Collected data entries
▼

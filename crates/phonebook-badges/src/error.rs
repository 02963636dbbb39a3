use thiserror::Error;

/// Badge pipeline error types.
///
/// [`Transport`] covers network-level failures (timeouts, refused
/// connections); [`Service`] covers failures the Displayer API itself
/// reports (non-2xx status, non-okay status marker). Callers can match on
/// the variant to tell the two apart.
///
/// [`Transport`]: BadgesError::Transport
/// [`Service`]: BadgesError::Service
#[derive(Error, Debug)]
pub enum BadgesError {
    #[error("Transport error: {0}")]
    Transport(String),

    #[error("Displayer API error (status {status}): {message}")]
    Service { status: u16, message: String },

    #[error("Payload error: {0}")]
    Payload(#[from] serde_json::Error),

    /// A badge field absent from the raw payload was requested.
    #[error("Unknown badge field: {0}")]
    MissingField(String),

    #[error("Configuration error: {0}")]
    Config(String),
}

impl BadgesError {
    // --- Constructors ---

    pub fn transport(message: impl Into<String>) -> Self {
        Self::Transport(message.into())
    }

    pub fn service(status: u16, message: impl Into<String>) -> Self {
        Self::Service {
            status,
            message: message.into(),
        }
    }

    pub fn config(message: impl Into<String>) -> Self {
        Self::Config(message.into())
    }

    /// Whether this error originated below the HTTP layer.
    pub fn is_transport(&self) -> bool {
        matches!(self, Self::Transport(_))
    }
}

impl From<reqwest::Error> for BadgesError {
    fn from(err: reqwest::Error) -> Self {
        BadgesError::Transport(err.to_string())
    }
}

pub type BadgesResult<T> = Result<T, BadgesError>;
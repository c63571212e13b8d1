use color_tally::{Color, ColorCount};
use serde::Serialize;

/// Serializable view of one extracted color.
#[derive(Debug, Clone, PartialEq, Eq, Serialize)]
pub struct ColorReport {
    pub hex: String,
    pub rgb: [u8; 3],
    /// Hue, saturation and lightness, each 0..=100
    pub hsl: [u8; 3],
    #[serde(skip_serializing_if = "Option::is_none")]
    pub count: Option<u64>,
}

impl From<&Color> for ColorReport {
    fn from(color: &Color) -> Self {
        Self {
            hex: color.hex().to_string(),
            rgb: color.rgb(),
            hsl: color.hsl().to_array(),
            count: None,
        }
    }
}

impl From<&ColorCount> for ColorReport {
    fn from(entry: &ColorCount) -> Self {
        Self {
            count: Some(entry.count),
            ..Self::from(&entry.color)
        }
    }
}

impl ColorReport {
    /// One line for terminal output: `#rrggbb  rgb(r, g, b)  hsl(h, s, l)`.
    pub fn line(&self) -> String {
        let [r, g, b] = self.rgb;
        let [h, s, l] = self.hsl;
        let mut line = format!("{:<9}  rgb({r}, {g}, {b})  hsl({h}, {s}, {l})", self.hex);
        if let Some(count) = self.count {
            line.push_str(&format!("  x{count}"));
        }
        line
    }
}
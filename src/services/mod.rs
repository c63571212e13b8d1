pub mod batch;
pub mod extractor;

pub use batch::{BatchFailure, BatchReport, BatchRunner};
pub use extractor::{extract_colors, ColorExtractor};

▲
▼

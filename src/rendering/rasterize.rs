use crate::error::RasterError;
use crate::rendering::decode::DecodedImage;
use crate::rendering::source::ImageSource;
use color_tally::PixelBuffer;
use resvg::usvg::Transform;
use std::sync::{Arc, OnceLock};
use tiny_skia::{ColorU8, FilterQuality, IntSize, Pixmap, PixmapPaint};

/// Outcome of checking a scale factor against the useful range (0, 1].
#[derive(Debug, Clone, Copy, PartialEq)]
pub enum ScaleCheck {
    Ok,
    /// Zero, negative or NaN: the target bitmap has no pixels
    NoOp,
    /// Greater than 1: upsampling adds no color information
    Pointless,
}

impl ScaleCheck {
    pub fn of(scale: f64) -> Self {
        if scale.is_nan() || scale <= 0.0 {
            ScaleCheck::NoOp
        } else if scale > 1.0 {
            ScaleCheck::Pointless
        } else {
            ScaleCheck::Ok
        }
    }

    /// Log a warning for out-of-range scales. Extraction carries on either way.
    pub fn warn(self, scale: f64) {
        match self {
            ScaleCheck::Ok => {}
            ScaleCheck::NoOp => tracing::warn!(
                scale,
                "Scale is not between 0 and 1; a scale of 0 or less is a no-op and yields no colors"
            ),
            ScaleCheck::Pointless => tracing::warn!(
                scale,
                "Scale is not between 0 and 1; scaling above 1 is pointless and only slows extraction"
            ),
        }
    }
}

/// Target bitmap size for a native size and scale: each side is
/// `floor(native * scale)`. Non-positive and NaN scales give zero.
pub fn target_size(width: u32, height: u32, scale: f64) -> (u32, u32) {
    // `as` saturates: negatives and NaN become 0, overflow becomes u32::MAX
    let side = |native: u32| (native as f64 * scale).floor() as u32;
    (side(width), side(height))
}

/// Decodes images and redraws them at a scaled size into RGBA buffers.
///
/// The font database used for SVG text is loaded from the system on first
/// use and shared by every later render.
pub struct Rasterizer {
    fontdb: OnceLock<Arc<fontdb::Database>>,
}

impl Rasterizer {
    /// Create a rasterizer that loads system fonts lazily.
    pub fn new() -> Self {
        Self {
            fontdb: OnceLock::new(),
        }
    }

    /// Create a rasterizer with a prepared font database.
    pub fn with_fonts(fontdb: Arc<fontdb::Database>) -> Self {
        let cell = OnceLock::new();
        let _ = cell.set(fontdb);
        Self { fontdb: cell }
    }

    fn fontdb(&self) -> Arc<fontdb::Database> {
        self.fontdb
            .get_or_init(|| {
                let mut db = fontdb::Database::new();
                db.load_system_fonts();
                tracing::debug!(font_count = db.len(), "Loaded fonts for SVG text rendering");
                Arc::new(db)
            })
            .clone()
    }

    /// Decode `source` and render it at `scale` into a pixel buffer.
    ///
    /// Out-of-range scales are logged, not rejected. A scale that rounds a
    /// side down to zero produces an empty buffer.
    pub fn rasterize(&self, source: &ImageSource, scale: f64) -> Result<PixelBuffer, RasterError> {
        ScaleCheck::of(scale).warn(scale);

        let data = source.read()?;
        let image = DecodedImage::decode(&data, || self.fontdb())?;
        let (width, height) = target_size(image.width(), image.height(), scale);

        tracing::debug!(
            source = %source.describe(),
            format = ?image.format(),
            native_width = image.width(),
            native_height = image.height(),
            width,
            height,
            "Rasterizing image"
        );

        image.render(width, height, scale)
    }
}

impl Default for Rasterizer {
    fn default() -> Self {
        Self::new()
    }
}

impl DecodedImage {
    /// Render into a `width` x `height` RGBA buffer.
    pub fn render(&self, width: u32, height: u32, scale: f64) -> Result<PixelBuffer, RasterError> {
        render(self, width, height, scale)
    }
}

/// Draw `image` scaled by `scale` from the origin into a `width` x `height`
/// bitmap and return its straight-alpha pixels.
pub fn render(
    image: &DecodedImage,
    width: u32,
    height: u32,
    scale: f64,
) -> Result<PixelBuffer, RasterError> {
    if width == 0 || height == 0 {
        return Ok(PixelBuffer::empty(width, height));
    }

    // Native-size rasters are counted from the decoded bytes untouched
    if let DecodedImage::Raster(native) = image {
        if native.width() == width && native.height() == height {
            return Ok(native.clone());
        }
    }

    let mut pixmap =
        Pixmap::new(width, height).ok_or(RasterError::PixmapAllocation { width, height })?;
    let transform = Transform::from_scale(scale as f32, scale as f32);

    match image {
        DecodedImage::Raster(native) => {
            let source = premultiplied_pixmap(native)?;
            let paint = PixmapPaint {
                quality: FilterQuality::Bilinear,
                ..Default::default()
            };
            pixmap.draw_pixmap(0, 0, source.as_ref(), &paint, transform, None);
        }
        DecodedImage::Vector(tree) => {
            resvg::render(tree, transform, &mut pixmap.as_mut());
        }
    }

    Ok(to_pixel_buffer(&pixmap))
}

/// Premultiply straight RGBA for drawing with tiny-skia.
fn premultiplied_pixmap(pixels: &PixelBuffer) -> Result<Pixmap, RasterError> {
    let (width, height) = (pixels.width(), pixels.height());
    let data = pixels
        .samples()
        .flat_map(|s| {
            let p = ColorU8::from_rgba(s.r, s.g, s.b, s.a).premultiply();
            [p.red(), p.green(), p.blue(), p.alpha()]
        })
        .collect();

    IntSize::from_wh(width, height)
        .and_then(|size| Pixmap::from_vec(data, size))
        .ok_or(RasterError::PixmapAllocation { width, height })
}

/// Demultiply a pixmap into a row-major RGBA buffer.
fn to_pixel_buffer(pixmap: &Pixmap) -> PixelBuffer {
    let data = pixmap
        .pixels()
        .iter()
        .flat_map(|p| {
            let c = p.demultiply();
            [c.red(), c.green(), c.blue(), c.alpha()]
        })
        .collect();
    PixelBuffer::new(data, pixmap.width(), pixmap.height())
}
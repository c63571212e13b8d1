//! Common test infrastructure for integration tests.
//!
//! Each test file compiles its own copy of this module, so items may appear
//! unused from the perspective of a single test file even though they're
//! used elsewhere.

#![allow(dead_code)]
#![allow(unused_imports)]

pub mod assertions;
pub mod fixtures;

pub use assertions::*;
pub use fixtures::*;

▲

- What you are asked to do -
From the records above, pull every line that carries the word "blue".

- Written response -
            [p.red(), p.green(), p.blue(), p.alpha()]
            [c.red(), c.green(), c.blue(), c.alpha()]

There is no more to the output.